Kumar Bhupesh, Kumar Alok, Kumar Ganesh, Singh Harkant
Department of Anaesthesia and Intensive Care, Postgraduate Institute of Medical Education and Research, Chandigarh, India.
Ann Card Anaesth. 2017 Jul-Sep;20(3):351-354. doi: 10.4103/aca.ACA_196_16.
Congenital coronary artery fistula is an uncommon anomaly. Transcatheter coil embolization or Amplatzer vascular plug device closure of fistula is often done in symptomatic patients with safe accessibility to the feeding coronary artery. Embolization of Amplatzer vascular plug device is rare. We report an 11-year-old male child who presented to us with increasing shortness of breath for 7 years. He had a history of Amplatzer vascular plug device closure of right coronary-cameral fistula 8 years back. Echocardiography demonstrated a dilated aneurysmal right coronary artery with turbulent jet entering into the right ventricle (RV) and device embolized into the left pulmonary artery (LPA). Cardiac catheterization eventually confirmed the diagnosis. Surgical closure of fistula and retrieval of device was done using cardiopulmonary bypass. Intraoperatively transesophageal echocardiogram helped in localizing fistula opening in the RV below the anterior leaflet of tricuspid valve, continuous monitoring to prevent further distal embolization of the device during surgical handling, and assessment of completeness of repair of the fistula and LPA following retrieval of the device.

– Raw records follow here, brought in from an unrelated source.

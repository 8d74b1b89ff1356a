//! In-memory engine of the Game of Thrones network dashboard.
//!
//! A [`GraphSnapshot`] is one version of the character network; a
//! [`GraphSession`] holds the whole / filtered / display snapshots of one
//! dashboard and applies user actions to them; [`projection`] turns a
//! snapshot into the payload the renderer consumes.

pub mod criteria;
pub mod edge;
pub mod error;
pub mod id;
pub mod node;
pub mod projection;
pub mod scale;
pub mod session;
pub mod snapshot;
pub mod summary;

// Re-export commonly used types
pub use criteria::{FilterCriteria, FilterUpdate};
pub use edge::{Edge, EdgeKey};
pub use error::CoreError;
pub use id::NodeId;
pub use node::Node;
pub use projection::{project, GraphPayload, NoPortraits, PortraitDir, PortraitSource, VisualStyle};
pub use scale::{GraphBounds, ScaleBounds, SizeRange};
pub use session::{DropdownOption, GraphSession};
pub use snapshot::GraphSnapshot;
pub use summary::{GraphSummary, SummaryRow, SummaryValue};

先天性冠状动脉瘘是一种罕见的异常情况。对于有症状且能安全进入供血冠状动脉的患者,常采用经导管线圈栓塞或使用Amplatzer血管封堵器关闭瘘管。使用Amplatzer血管封堵器进行栓塞的情况较为罕见。我们报告一名11岁男性儿童,他因气短加重7年前来就诊。他8年前有使用Amplatzer血管封堵器关闭右冠状动脉 - 心腔瘘的病史。超声心动图显示右冠状动脉呈动脉瘤样扩张,有湍流进入右心室,封堵器栓塞至左肺动脉。心脏导管检查最终确诊。通过体外循环进行瘘管的手术关闭和封堵器取出。术中经食管超声心动图有助于定位三尖瓣前叶下方右心室的瘘口开口,持续监测以防止手术操作过程中封堵器进一步向远端栓塞,并在封堵器取出后评估瘘管和左肺动脉修复的完整性。